El investigador advierte de que la principal consecuencia será “la pérdida del espacio disponible para los usuarios", aunque insiste en que "las playas también actúan como elementos de protección". Entre la subida del nivel del mar y la disminución de las playas podemos esperar “inundaciones más frecuentes, más intensas y más extensas en las zonas costeras". A ello se sumarían otros efectos como “la salinización de acuíferos o daños en las infraestructuras de saneamiento”.

La investigación también profundiza en los factores que hacen que unas playas sean más vulnerables que otras. El estudio concluye que las playas estrechas, características de Baleares, retroceden con mayor rapidez porque disponen de “menos sedimentos para compensar la erosión”. Asimismo, aquellas que cuentan con paseos marítimos, edificios o acantilados justo detrás tienen “menos margen para desplazarse hacia el interior”, lo que acelera su desaparición. En cambio, la conservación de los sistemas dunares puede favorecer su adaptación a la subida del nivel del mar.

Nuevas herramientas para anticipar el cambio

En una segunda fase del trabajo, el equipo desarrolló nuevos modelos para predecir el retroceso de la línea de costa incorporando variables que hasta ahora apenas se tenían en cuenta, como el oleaje, las mareas o la disponibilidad de sedimentos. Estas herramientas permiten realizar estimaciones más ajustadas a la realidad de cada playa.

La tesis también presenta una innovación tecnológica para mejorar la monitorización del litoral. Se trata de un radar de onda continua con modulación de frecuencia capaz de medir el oleaje y elaborar mapas de profundidad hasta 500 metros de distancia sin necesidad de calibraciones externas.
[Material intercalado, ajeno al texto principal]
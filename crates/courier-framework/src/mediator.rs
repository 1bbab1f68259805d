//! The public entry points.
//!
//! [`Mediator`] owns the frozen registry and behavior configuration, the
//! plan cache, and the resolver used to obtain handler instances. It is
//! cheap to clone; clones share the cache.
//!
//! The three narrow capabilities ([`CommandSender`], [`QuerySender`],
//! [`EventPublisher`]) let components depend on only the shape they use.
//!
//! # Event publishing
//!
//! Event handlers run sequentially in registration order. Each one runs
//! even if an earlier sibling failed; one failure is returned unchanged,
//! several come back as [`MediatorError::Aggregate`] in registration order.
//! Cancellation stops the remaining handlers. Post-processors only run when
//! every handler succeeded. Publishing an event with no handlers succeeds.

use std::any::TypeId;
use std::fmt;
use std::sync::Arc;

use async_trait::async_trait;
use tokio_util::sync::CancellationToken;
use tracing::{Instrument, Level, debug, span, warn};

use courier_core::{
    Command, Event, MediatorResult, Message, MessageKind, Query, Request, Resolver,
};

use crate::behavior::PipelineConfig;
use crate::cache::DispatcherCache;
use crate::composer::{DispatchPlan, PipelineComposer};
use crate::registry::HandlerRegistry;

/// Dispatches commands, queries and events through their cached plans.
#[derive(Clone)]
pub struct Mediator {
    registry: Arc<HandlerRegistry>,
    config: Arc<PipelineConfig>,
    cache: Arc<DispatcherCache>,
    resolver: Arc<dyn Resolver>,
}

impl Mediator {
    /// Freezes `registry` and `config` behind a new mediator.
    pub fn new(
        registry: HandlerRegistry,
        config: PipelineConfig,
        resolver: Arc<dyn Resolver>,
    ) -> Self {
        debug!(
            message_types = registry.len(),
            behaviors = config.len(),
            "Mediator created"
        );
        Self {
            registry: Arc::new(registry),
            config: Arc::new(config),
            cache: Arc::new(DispatcherCache::new()),
            resolver,
        }
    }

    /// Returns a mediator sharing registry, configuration and cache but
    /// resolving instances through `resolver`, e.g. a per-request scope.
    pub fn with_resolver(&self, resolver: Arc<dyn Resolver>) -> Self {
        Self {
            registry: Arc::clone(&self.registry),
            config: Arc::clone(&self.config),
            cache: Arc::clone(&self.cache),
            resolver,
        }
    }

    /// Sends a command to its handler.
    pub async fn send_command<C: Command>(&self, command: C) -> MediatorResult<C::Response> {
        self.send_command_with_token(command, CancellationToken::new())
            .await
    }

    /// Sends a command, aborting when `token` is cancelled.
    pub async fn send_command_with_token<C: Command>(
        &self,
        command: C,
        token: CancellationToken,
    ) -> MediatorResult<C::Response> {
        self.dispatch(command, MessageKind::Command, token).await
    }

    /// Sends a query to its handler.
    pub async fn send_query<Q: Query>(&self, query: Q) -> MediatorResult<Q::Response> {
        self.send_query_with_token(query, CancellationToken::new())
            .await
    }

    /// Sends a query, aborting when `token` is cancelled.
    pub async fn send_query_with_token<Q: Query>(
        &self,
        query: Q,
        token: CancellationToken,
    ) -> MediatorResult<Q::Response> {
        self.dispatch(query, MessageKind::Query, token).await
    }

    /// Publishes an event to all of its handlers.
    pub async fn publish<E: Event>(&self, event: E) -> MediatorResult<()> {
        self.publish_with_token(event, CancellationToken::new())
            .await
    }

    /// Publishes an event, aborting when `token` is cancelled.
    pub async fn publish_with_token<E: Event>(
        &self,
        event: E,
        token: CancellationToken,
    ) -> MediatorResult<()> {
        self.dispatch(event, MessageKind::Event, token).await
    }

    async fn dispatch<M: Message>(
        &self,
        message: M,
        kind: MessageKind,
        token: CancellationToken,
    ) -> MediatorResult<M::Response> {
        let message_name = std::any::type_name::<M>();
        let plan = self.plan_for(TypeId::of::<M>(), message_name, kind)?;

        let request = Request::new(message, kind, Arc::clone(&self.resolver), token);
        request.ensure_active()?;

        let span = span!(Level::TRACE, "mediator", message_type = message_name, kind = %kind);
        let response = plan.invoke(request).instrument(span).await?;
        response.downcast::<M::Response>()
    }

    fn plan_for(
        &self,
        message_type: TypeId,
        message_name: &'static str,
        kind: MessageKind,
    ) -> MediatorResult<Arc<DispatchPlan>> {
        self.cache.get_or_build(message_type, kind, || {
            PipelineComposer::new(&self.registry, &self.config).compose(
                message_type,
                message_name,
                kind,
            )
        })
    }

    /// Builds the plan of every message type that has a Main handler, and of
    /// every event (an event without handlers still gets its no-op plan).
    ///
    /// Returns the number of plans now cached.
    pub fn warm_up(&self) -> MediatorResult<usize> {
        for (message_type, message_name, kind) in self.registry.message_types() {
            self.plan_for(message_type, message_name, kind)?;
        }
        debug!(plans = self.cache.len(), "Dispatch plans warmed up");
        Ok(self.cache.len())
    }

    /// Returns the names of commands and queries that have pre/post-processors
    /// but no Main handler. Sending one of them fails. Events never appear
    /// here since publishing to zero handlers succeeds.
    pub fn validate(&self) -> Vec<&'static str> {
        let orphans = self.registry.orphans();
        for name in &orphans {
            warn!(message_type = name, "Processors registered without a handler");
        }
        orphans
    }

    /// The frozen handler registry.
    pub fn registry(&self) -> &HandlerRegistry {
        &self.registry
    }

    /// The frozen behavior configuration.
    pub fn pipeline(&self) -> &PipelineConfig {
        &self.config
    }

    /// The plan cache shared by all clones of this mediator.
    pub fn cache(&self) -> &DispatcherCache {
        &self.cache
    }

    /// The resolver used for handler instances.
    pub fn resolver(&self) -> &Arc<dyn Resolver> {
        &self.resolver
    }
}

impl fmt::Debug for Mediator {
    fn fmt(&self, f: &mut fmt::Formatter<'_>) -> fmt::Result {
        f.debug_struct("Mediator")
            .field("registry", &self.registry)
            .field("behaviors", &self.config.len())
            .field("cache", &self.cache)
            .finish_non_exhaustive()
    }
}

// =============================================================================
// Capabilities
// =============================================================================

/// Sends commands.
#[async_trait]
pub trait CommandSender: Send + Sync {
    /// Sends `command` to its handler, aborting when `token` is cancelled.
    async fn send<C: Command>(
        &self,
        command: C,
        token: CancellationToken,
    ) -> MediatorResult<C::Response>;
}

/// Sends queries.
#[async_trait]
pub trait QuerySender: Send + Sync {
    /// Sends `query` to its handler, aborting when `token` is cancelled.
    async fn ask<Q: Query>(
        &self,
        query: Q,
        token: CancellationToken,
    ) -> MediatorResult<Q::Response>;
}

/// Publishes events.
#[async_trait]
pub trait EventPublisher: Send + Sync {
    /// Publishes `event` to all of its handlers.
    async fn emit<E: Event>(&self, event: E, token: CancellationToken) -> MediatorResult<()>;
}

#[async_trait]
impl CommandSender for Mediator {
    async fn send<C: Command>(
        &self,
        command: C,
        token: CancellationToken,
    ) -> MediatorResult<C::Response> {
        self.send_command_with_token(command, token).await
    }
}

#[async_trait]
impl QuerySender for Mediator {
    async fn ask<Q: Query>(
        &self,
        query: Q,
        token: CancellationToken,
    ) -> MediatorResult<Q::Response> {
        self.send_query_with_token(query, token).await
    }
}

#[async_trait]
impl EventPublisher for Mediator {
    async fn emit<E: Event>(&self, event: E, token: CancellationToken) -> MediatorResult<()> {
        self.publish_with_token(event, token).await
    }
}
El sistema, desarrollado en colaboración entre el IMEDEA, el SOCIB e Iberostar, facilita un seguimiento más eficiente del estado de las playas.

A pesar de las previsiones, Luque considera que no existe una solución única para todos los casos. "Lo importante es disponer de buen conocimiento, monitorización continua e información detallada antes de tomar decisiones", ha afirmado. Finalmente, el investigador insiste en que las medidas de adaptación deberán diseñarse en función de las características de cada tramo del litoral.